Influence of an ionic liquid on the conformational sampling of Xaa-Pro dipeptides

Abstract

Room temperature ionic liquids have demonstrated promise for the selective control of protein structure and function, but fundamental aspects of ionic liquid effects on peptides and proteins remain unclear. In this study molecular dynamics simulations are used to understand the effect of the room temperature ionic liquid 1-butyl-1-methylpyrrolidinium bis(trifluoromethylsulfonyl) imide ([C4mpy][Tf2N]) on the behavior of Xaa-Pro dipeptides, where Xaa is any of the common amino acids, at several temperatures and compared to water, octanol, and vacuum. Generally, compared to water and octanol, the room temperature ionic liquid is found to restrict peptide conformational sampling, which results in narrower radius of gyration distributions and area visited in Ramachandran space. Despite the restricting effects of [C4mpy][Tf2N], it is found to result in isomerization of the Trp-Pro dipeptide bond to the cis state at 298K, suggesting that this ionic liquid can be used to stabilize otherwise infrequently observed dipeptide conformations.
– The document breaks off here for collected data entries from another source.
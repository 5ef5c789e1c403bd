//! Configuration loading from learntest.toml
//!
//! Settings that describe the local installation (toolkit binary, launcher,
//! worker pool width, comparison tolerance) live in a `learntest.toml` file,
//! discovered by walking up from the current directory. Settings that change
//! what the toolkit does stay in the `KHIOPS_*` environment variables.

use serde::{Deserialize, Serialize};
use std::path::Path;

/// Configuration file name
pub const CONFIG_FILE: &str = "learntest.toml";

/// LearnTest configuration
#[derive(Debug, Clone, Serialize, Deserialize, Default)]
pub struct LearnTestConfig {
    /// Toolkit and launcher
    #[serde(default)]
    pub toolkit: ToolkitConfig,
    /// Runner configuration
    #[serde(default)]
    pub runner: RunnerConfig,
    /// Result comparison
    #[serde(default)]
    pub comparison: ComparisonConfig,
    /// Output configuration
    #[serde(default)]
    pub output: OutputConfig,
}

/// Toolkit executable and message-passing launcher
#[derive(Debug, Clone, Serialize, Deserialize)]
pub struct ToolkitConfig {
    /// Toolkit binary, a path or a name looked up in PATH
    #[serde(default = "default_binary")]
    pub binary: String,
    /// Launcher used when KHIOPS_MPI_PROCESS_NUMBER is set
    #[serde(default = "default_launcher")]
    pub launcher: String,
    /// Extra launcher arguments, placed before `-n N`
    #[serde(default)]
    pub launcher_args: Vec<String>,
}

impl Default for ToolkitConfig {
    fn default() -> Self {
        Self {
            binary: default_binary(),
            launcher: default_launcher(),
            launcher_args: Vec::new(),
        }
    }
}

fn default_binary() -> String {
    "MODL".to_string()
}
fn default_launcher() -> String {
    "mpiexec".to_string()
}

/// Runner configuration for test execution
#[derive(Debug, Clone, Serialize, Deserialize)]
pub struct RunnerConfig {
    /// Number of tests run concurrently (default: 1)
    #[serde(default)]
    pub jobs: Option<usize>,
    /// Elapsed-time log, relative to the corpus root
    #[serde(default = "default_time_log")]
    pub time_log: String,
    /// Delay between SIGTERM and SIGKILL when a run is killed (e.g. "500ms")
    #[serde(default = "default_kill_grace")]
    pub kill_grace: String,
}

impl Default for RunnerConfig {
    fn default() -> Self {
        Self {
            jobs: None,
            time_log: default_time_log(),
            kill_grace: default_kill_grace(),
        }
    }
}

fn default_time_log() -> String {
    learntest_core::TIME_LOG_FILE.to_string()
}
fn default_kill_grace() -> String {
    "500ms".to_string()
}

/// Result comparison configuration
#[derive(Debug, Clone, Serialize, Deserialize)]
pub struct ComparisonConfig {
    /// Largest accepted absolute difference between numeric fields
    #[serde(default = "default_tolerance")]
    pub absolute_tolerance: f64,
    /// Largest accepted relative difference between numeric fields
    #[serde(default = "default_tolerance")]
    pub relative_tolerance: f64,
    /// Files never compared, by name or path relative to the results directory
    #[serde(default)]
    pub ignored_files: Vec<String>,
}

impl Default for ComparisonConfig {
    fn default() -> Self {
        Self {
            absolute_tolerance: default_tolerance(),
            relative_tolerance: default_tolerance(),
            ignored_files: Vec::new(),
        }
    }
}

fn default_tolerance() -> f64 {
    1e-6
}

/// Output configuration
#[derive(Debug, Clone, Serialize, Deserialize)]
pub struct OutputConfig {
    /// Default output format: "human", "json", "github"
    #[serde(default = "default_format")]
    pub format: String,
    /// Write the report to this file instead of stdout
    #[serde(default)]
    pub report_path: Option<String>,
}

impl Default for OutputConfig {
    fn default() -> Self {
        Self {
            format: default_format(),
            report_path: None,
        }
    }
}

fn default_format() -> String {
    "human".to_string()
}

impl LearnTestConfig {
    /// Load configuration from a TOML file
    pub fn load(path: impl AsRef<Path>) -> anyhow::Result<Self> {
        let content = std::fs::read_to_string(path.as_ref())?;
        let config: Self = toml::from_str(&content)?;
        Ok(config)
    }

    /// Try to discover and load configuration by walking up from current directory
    pub fn discover() -> Option<Self> {
        let dir = std::env::current_dir().ok()?;
        Self::discover_from(&dir)
    }

    /// Walk up from `start` and load the first configuration file found
    pub fn discover_from(start: &Path) -> Option<Self> {
        let mut dir = start.to_path_buf();
        loop {
            let config_path = dir.join(CONFIG_FILE);
            if config_path.exists() {
                return match Self::load(&config_path) {
                    Ok(config) => {
                        tracing::debug!(path = %config_path.display(), "loaded configuration");
                        Some(config)
                    }
                    Err(e) => {
                        tracing::warn!(path = %config_path.display(), "ignoring configuration: {}", e);
                        None
                    }
                };
            }
            if !dir.pop() {
                break;
            }
        }
        None
    }

    /// Generate a default configuration as TOML string
    pub fn default_toml() -> String {
        r#"# LearnTest Configuration

[toolkit]
# Toolkit binary (path, or name looked up in PATH)
binary = "MODL"
# Message-passing launcher, used when KHIOPS_MPI_PROCESS_NUMBER is set
launcher = "mpiexec"
# Extra launcher arguments (uncomment to enable)
# launcher_args = ["--oversubscribe"]

[runner]
# Number of tests run concurrently (uncomment to enable)
# jobs = 4
# Elapsed-time log, relative to the test root
time_log = "time.log"
# Delay between SIGTERM and SIGKILL when a run is killed
kill_grace = "500ms"

[comparison]
# Numeric fields match within the absolute OR the relative tolerance
absolute_tolerance = 1e-6
relative_tolerance = 1e-6
# Files never compared (uncomment to enable)
# ignored_files = ["timings.txt"]

[output]
# Default output format: human, json, github
format = "human"
# Write the report to a file (uncomment to enable)
# report_path = "learntest-report.json"
"#
        .to_string()
    }
}
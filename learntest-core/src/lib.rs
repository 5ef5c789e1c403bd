#![warn(missing_docs)]
//! LearnTest Core - Data Model
//!
//! This crate holds everything the orchestrator shares between stages:
//! - `RunConfiguration` resolved once from the named settings
//! - Test catalog discovery and per-platform reference trees
//! - `RunRecord` produced by the supervisor for every execution
//! - The append-only elapsed-time log
//! - Memory statistics / I/O trace telemetry parsing

pub mod catalog;
pub mod config;
pub mod platform;
pub mod record;
pub mod telemetry;
pub mod time_log;

pub use catalog::{
    CatalogError, ERROR_FILE, OUTPUT_SCENARIO_FILE, REFERENCE_DIR, RESULTS_DIR, SCENARIO_FILE,
    STDOUT_ERROR_FILE, TASK_LOG_FILE, TestCase, discover,
};
pub use config::{
    ConfigError, EnvSettings, MemStatsConfig, RunConfiguration, SettingsSource, TimeoutLimit,
    parse_duration, vars,
};
pub use platform::Platform;
pub use record::{ExitStatus, RunRecord};
pub use telemetry::{IoEvent, TelemetryParseWarning, TelemetrySample};
pub use time_log::{TIME_LOG_FILE, TimeLog, TimeLogEntry, TimeLogError};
Our simulations suggest that stacking of the Trp ring and Pro ring in the cis state versus the trans state contribute to this effect for the Trp-Pro dipeptide. When the temperature of the ionic liquid system is increased, the viscosity of the solvent decreases and the area sampled by the dipeptide in Ramachandran space becomes more similar to water, octanol, and vacuum environments.